Exercise aim:
The line containing "metrics.pair_joined(3);" marks the end: restate word for word every line from the first line of the entries below through that one.

Material provided:
// tests/metrics.rs
#![cfg(feature = "metrics")]

use anyhow::Result;
use tablestream::metrics::{JoinMetrics, MetricsSnapshot};
use tablestream::testing::*;
use tablestream::*;

const LEFT: DatasetId = DatasetId::new(1);
const RIGHT: DatasetId = DatasetId::new(2);

fn joined_with_metrics() -> Result<JoinMetrics> {
    let spec = JoinSpec::new(["_time"], JoinMethod::Inner, LEFT, RIGHT)?;
    let mut join = JoinTransformation::new(spec, RecordingSink::new(), Allocator::unlimited());
    let metrics = JoinMetrics::new();
    join.set_metrics(metrics.clone());

    let a = TestTableBuilder::new()
        .times_opt("_time", &[Some(1), Some(2), None])
        .floats("_value", &[1.0, 2.0, 3.0])
        .build();
    let b = series(&[1, 2, 3], &[10.0, 20.0, 30.0]);
    join.process(LEFT, a)?;
    join.process(RIGHT, b)?;
    join.finish(LEFT, None);
    join.finish(RIGHT, None);
    Ok(metrics)
}

#[test]
fn executor_counters() -> Result<()> {
    let metrics = joined_with_metrics()?;

    assert_eq!(metrics.tables_buffered(), 2);
    assert_eq!(metrics.rows_buffered(), 6);
    // One null on the a side; t=3 on the b side probes fine but misses.
    assert_eq!(metrics.dropped_null_on(), 1);
    assert_eq!(metrics.bucket_pairs_joined(), 1);
    assert_eq!(metrics.rows_emitted(), 2);
    assert_eq!(metrics.tables_emitted(), 1);
    Ok(())
}

#[test]
fn snapshot_copies_every_counter() -> Result<()> {
    let metrics = joined_with_metrics()?;
    let snap = metrics.snapshot();

    assert_eq!(
        snap,
        MetricsSnapshot {
            tables_buffered: 2,
            rows_buffered: 6,
            rows_dropped_null_on: 1,
            bucket_pairs_joined: 1,
            rows_emitted: 2,
            tables_emitted: 1,
            execution_time_ms: None,
        }
    );
    Ok(())
}

#[test]
fn clones_share_counters() {
    let metrics = JoinMetrics::new();
    let shared = metrics.clone();
    metrics.table_buffered(5);
    metrics.pair_joined(3);
    metrics.table_emitted();

    assert_eq!(shared.tables_buffered(), 1);
    assert_eq!(shared.rows_buffered(), 5);
    assert_eq!(shared.bucket_pairs_joined(), 1);
    assert_eq!(shared.rows_emitted(), 3);
    assert_eq!(shared.tables_emitted(), 1);
}

#[test]
fn selectivity_is_output_per_input_row() {
    let metrics = JoinMetrics::new();
    assert_eq!(metrics.selectivity(), None);

    metrics.table_buffered(4);
    metrics.pair_joined(2);
    assert_eq!(metrics.selectivity(), Some(0.5));
}

#[test]
fn elapsed_requires_both_marks() {
    let metrics = JoinMetrics::new();
    assert!(metrics.elapsed().is_none());
    metrics.record_start();
    assert!(metrics.elapsed().is_none());
    metrics.record_end();
    assert!(metrics.elapsed().is_some());
    assert!(metrics.snapshot().execution_time_ms.is_some());
}

#[test]
fn save_to_file_round_trips() -> Result<()> {
    let metrics = joined_with_metrics()?;
    metrics.record_start();
    metrics.record_end();

    let dir = tempfile::tempdir()?;
    let path = dir.path().join("metrics.json");
    metrics.save_to_file(&path)?;

    let raw = std::fs::read_to_string(&path)?;
    let parsed: MetricsSnapshot = serde_json::from_str(&raw)?;
    assert_eq!(parsed.rows_emitted, 2);
    assert_eq!(parsed.rows_dropped_null_on, 1);
    assert!(parsed.execution_time_ms.is_some());
    Ok(())
}
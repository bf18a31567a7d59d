//! # Tablestream
//!
//! A **streaming columnar join engine** for time-series dataflow pipelines.
//! Tablestream materializes a relational inner join across two asynchronous,
//! possibly-unsorted streams of group-keyed columnar tables, regrouping rows
//! as the join key, the inputs' group keys, and the output's group key all
//! differ.
//!
//! ## Key Features
//!
//! - **Columnar data plane** - typed column vectors with null masks, distinct
//!   from zero values
//! - **Group-key algebra** - label intersection, order-independent equality,
//!   canonical 64-bit key identifiers
//! - **Out-of-order buffering** - tables from either parent arrive in any
//!   interleaving and are buffered per `(side, group key)`
//! - **Output-key planning** - deterministic derivation of the output group
//!   key and schema, with `_a`/`_b` collision renaming
//! - **Null-rejecting equijoin** - rows with a null in any `on` column never
//!   match (`null = null` is false for the predicate)
//! - **Budgeted memory** - every buffered byte is accounted against an
//!   injected allocator; exhaustion is a clean, fatal error
//! - **Sequential and parallel matching** - bucket pairs can be matched on a
//!   rayon pool with identical output (feature: `parallel`)
//! - **Metrics** - attachable row and bucket counters with snapshot export
//!   (feature: `metrics`)
//!
//! ## Quick Start
//!
//! ```
//! use tablestream::*;
//! use tablestream::testing::{RecordingSink, TestTableBuilder};
//! # use anyhow::Result;
//!
//! # fn main() -> Result<()> {
//! // Describe the join: predicate columns, method, and the two parents.
//! let left = DatasetId::new(1);
//! let right = DatasetId::new(2);
//! let spec = JoinSpec::new(["_time"], JoinMethod::Inner, left, right)?;
//!
//! // Wire the executor to a downstream dataset and a memory budget.
//! let alloc = Allocator::unlimited();
//! let mut join = JoinTransformation::new(spec, RecordingSink::new(), alloc);
//!
//! // Feed tables from both parents, in any order.
//! let a = TestTableBuilder::new()
//!     .times("_time", &[1, 2, 3])
//!     .floats("_value", &[1.0, 2.0, 3.0])
//!     .build();
//! let b = TestTableBuilder::new()
//!     .times("_time", &[1, 2, 3])
//!     .floats("_value", &[10.0, 20.0, 30.0])
//!     .build();
//! join.process(left, a)?;
//! join.process(right, b)?;
//!
//! // Matching runs when both parents have finished.
//! join.finish(left, None);
//! join.finish(right, None);
//!
//! let sink = join.into_downstream();
//! assert!(sink.finished());
//! let out = &sink.tables()[0];
//! // Colliding non-key columns are renamed: _time, _value_a, _value_b.
//! assert_eq!(out.columns().len(), 3);
//! assert_eq!(out.len(), 3);
//! # Ok(())
//! # }
//! ```
//!
//! ## Core Concepts
//!
//! ### `Table`
//!
//! A [`Table`] is an ordered set of equal-length typed [`Column`]s plus a
//! [`GroupKey`] — an ordered list of `(label, type, value)` constants that
//! every row of the table carries. Tables are immutable once built, and a
//! stream never contains two tables with the same group key.
//!
//! ### Buckets and buffering
//!
//! Arriving tables are appended into per-`(side, key)` row buffers. The
//! first table for a key fixes the bucket's schema; schema widening within a
//! bucket is rejected. Buffered column memory belongs to the engine and is
//! released when matching drains the bucket or the transformation tears
//! down.
//!
//! ### Output-key planning
//!
//! For every pair of input buckets the planner derives the output group key
//! and column schema before any row work: `on` columns are emitted once,
//! other labels shared by both sides are renamed `L_a`/`L_b`, one-sided
//! labels pass through, and key columns agreeing on value collapse to a
//! single output key entry. The derivation is deterministic, so reruns emit
//! identical shapes.
//!
//! ### The executor
//!
//! [`JoinTransformation`] implements [`Transformation`]: the framework
//! delivers `process`, `update_watermark`, `update_processing_time`,
//! `retract_table` (unsupported), and `finish` events per parent, serially.
//! When both parents finish, every bucket pair is matched with a hash index
//! on its smaller side, and output buckets are handed to the downstream
//! [`Dataset`] followed by a finish signal carrying the first observed
//! error, if any.
//!
//! ## Ordering guarantees
//!
//! Within one output bucket, rows appear in A-major, B-minor arrival order,
//! regardless of which side was indexed. Emission order across buckets is
//! unspecified (currently first-created order).
//!
//! ## Error Handling
//!
//! All errors are fatal to the transformation and ride the downstream finish
//! signal: bad specs and arrival-time schema drift are `Invalid`, cross-side
//! schema violations at match time are `FailedPrecondition`, budget breaches
//! are `ResourceExhausted`, and retraction is `Unimplemented`. Errors carry
//! the offending column labels and a group-key rendering for diagnosis.
//!
//! ## Feature Flags
//!
//! - `metrics` - Metrics collection and reporting (enabled by default)
//! - `parallel` - Rayon-backed parallel bucket matching (enabled by default)
//!
//! ## Module Overview
//!
//! - [`values`] - Runtime type tags, dynamic values, type-aware hashing
//! - [`column`] - Typed columns, null masks, accounted builders
//! - [`table`] - Immutable tables and the table builder
//! - [`group_key`] - Group-key algebra and canonical identifiers
//! - [`alloc`] - The injected byte-budget allocator
//! - [`errors`] - Error kinds and diagnostic context
//! - [`spec`] - The join procedure specification
//! - [`buffer`] - Per-side, per-key row buffers
//! - [`plan`] - Output-key and schema planning
//! - [`join`] - The join executor
//! - [`execute`] - The `Dataset`/`Transformation` seam to the framework
//! - [`testing`] - Table builders, assertions, and mock sinks
//! - [`metrics`] - Metrics collection (feature: `metrics`)

pub mod alloc;
pub mod buffer;
pub mod column;
pub mod dataset_id;
pub mod errors;
pub mod execute;
pub mod group_key;
pub mod join;
pub mod plan;
pub mod spec;
pub mod table;
pub mod testing;
pub mod values;

#[cfg(feature = "metrics")]
pub mod metrics;

// General re-exports
pub use alloc::Allocator;
pub use buffer::{BufferStore, RowBuffer, Side};
pub use column::{Column, ColumnBuilder, ColumnData, NullMask};
pub use dataset_id::DatasetId;
pub use errors::{EngineError, ErrorKind};
pub use execute::{Dataset, Transformation};
pub use group_key::{GroupKey, KeyColumn, KeyId};
pub use join::{JoinOptions, JoinTransformation, MatchMode};
pub use plan::{OutputColumn, OutputPlan};
pub use spec::{JoinMethod, JoinSpec};
pub use table::{ColumnMeta, Table, TableBuilder};
pub use values::{ColumnType, Value};

// Gated re-exports
#[cfg(feature = "metrics")]
pub use metrics::{JoinMetrics, MetricsSnapshot};
#[cfg(feature = "parallel")]
#[test]
fn parallel_matching_equals_sequential() -> Result<()> {
    let mk_a = || {
        vec![
            TestTableBuilder::new()
                .key("t1", Value::String("cpu".into()))
                .times("_time", &[1, 2])
                .floats("_value", &[1.0, 2.0])
                .build(),
            TestTableBuilder::new()
                .key("t1", Value::String("mem".into()))
                .times("_time", &[1, 2])
                .floats("_value", &[5.0, 6.0])
                .build(),
        ]
    };
    let mk_b = || {
        vec![
            TestTableBuilder::new()
                .key("t1", Value::String("cpu".into()))
                .times("_time", &[2, 1])
                .floats("_value", &[20.0, 10.0])
                .build(),
            TestTableBuilder::new()
                .key("t1", Value::String("disk".into()))
                .times("_time", &[1])
                .floats("_value", &[40.0])
                .build(),
        ]
    };

    let seq = run_join(&["_time"], mk_a(), mk_b())?;
    let par = run_join_opts(
        &["_time"],
        mk_a(),
        mk_b(),
        JoinOptions {
            match_mode: MatchMode::Parallel { threads: Some(2) },
        },
    )?;

    assert_eq!(seq.tables().len(), par.tables().len());
    for (s, p) in seq.tables().iter().zip(par.tables().iter()) {
        assert_tables_equal(p, s);
    }
    Ok(())
}

// ===== Specification and arrival validation =========================

#[test]
fn empty_on_is_invalid() {
    let err = JoinSpec::new(Vec::<String>::new(), JoinMethod::Inner, LEFT, RIGHT).unwrap_err();
    assert_eq!(err.kind, ErrorKind::Invalid);
}

#[test]
fn duplicate_on_label_is_invalid() {
    let err = JoinSpec::new(["_time", "_time"], JoinMethod::Inner, LEFT, RIGHT).unwrap_err();
    assert_eq!(err.kind, ErrorKind::Invalid);
}

#[test]
fn identical_parents_are_invalid() {
    let err = JoinSpec::new(["_time"], JoinMethod::Inner, LEFT, LEFT).unwrap_err();
    assert_eq!(err.kind, ErrorKind::Invalid);
}

#[test]
fn unknown_method_is_invalid() {
    assert_eq!(JoinMethod::parse("inner").unwrap(), JoinMethod::Inner);
    for bad in ["outer", "left", "right", "full", "cross", ""] {
        let err = JoinMethod::parse(bad).unwrap_err();
        assert_eq!(err.kind, ErrorKind::Invalid);
    }
}

#[test]
fn unknown_parent_is_invalid() -> Result<()> {
    let mut join = JoinTransformation::new(
        inner_spec(&["_time"]),
        RecordingSink::new(),
        Allocator::unlimited(),
    );
    let err = join
        .process(DatasetId::new(99), series(&[1], &[1.0]))
        .unwrap_err();
    assert_eq!(err.kind, ErrorKind::Invalid);
    let err = join.update_watermark(DatasetId::new(99), 10).unwrap_err();
    assert_eq!(err.kind, ErrorKind::Invalid);
    Ok(())
}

Exercise output:
// tests/metrics.rs
#![cfg(feature = "metrics")]

use anyhow::Result;
use tablestream::metrics::{JoinMetrics, MetricsSnapshot};
use tablestream::testing::*;
use tablestream::*;

const LEFT: DatasetId = DatasetId::new(1);
const RIGHT: DatasetId = DatasetId::new(2);

fn joined_with_metrics() -> Result<JoinMetrics> {
    let spec = JoinSpec::new(["_time"], JoinMethod::Inner, LEFT, RIGHT)?;
    let mut join = JoinTransformation::new(spec, RecordingSink::new(), Allocator::unlimited());
    let metrics = JoinMetrics::new();
    join.set_metrics(metrics.clone());

    let a = TestTableBuilder::new()
        .times_opt("_time", &[Some(1), Some(2), None])
        .floats("_value", &[1.0, 2.0, 3.0])
        .build();
    let b = series(&[1, 2, 3], &[10.0, 20.0, 30.0]);
    join.process(LEFT, a)?;
    join.process(RIGHT, b)?;
    join.finish(LEFT, None);
    join.finish(RIGHT, None);
    Ok(metrics)
}

#[test]
fn executor_counters() -> Result<()> {
    let metrics = joined_with_metrics()?;

    assert_eq!(metrics.tables_buffered(), 2);
    assert_eq!(metrics.rows_buffered(), 6);
    // One null on the a side; t=3 on the b side probes fine but misses.
    assert_eq!(metrics.dropped_null_on(), 1);
    assert_eq!(metrics.bucket_pairs_joined(), 1);
    assert_eq!(metrics.rows_emitted(), 2);
    assert_eq!(metrics.tables_emitted(), 1);
    Ok(())
}

#[test]
fn snapshot_copies_every_counter() -> Result<()> {
    let metrics = joined_with_metrics()?;
    let snap = metrics.snapshot();

    assert_eq!(
        snap,
        MetricsSnapshot {
            tables_buffered: 2,
            rows_buffered: 6,
            rows_dropped_null_on: 1,
            bucket_pairs_joined: 1,
            rows_emitted: 2,
            tables_emitted: 1,
            execution_time_ms: None,
        }
    );
    Ok(())
}

#[test]
fn clones_share_counters() {
    let metrics = JoinMetrics::new();
    let shared = metrics.clone();
    metrics.table_buffered(5);
    metrics.pair_joined(3);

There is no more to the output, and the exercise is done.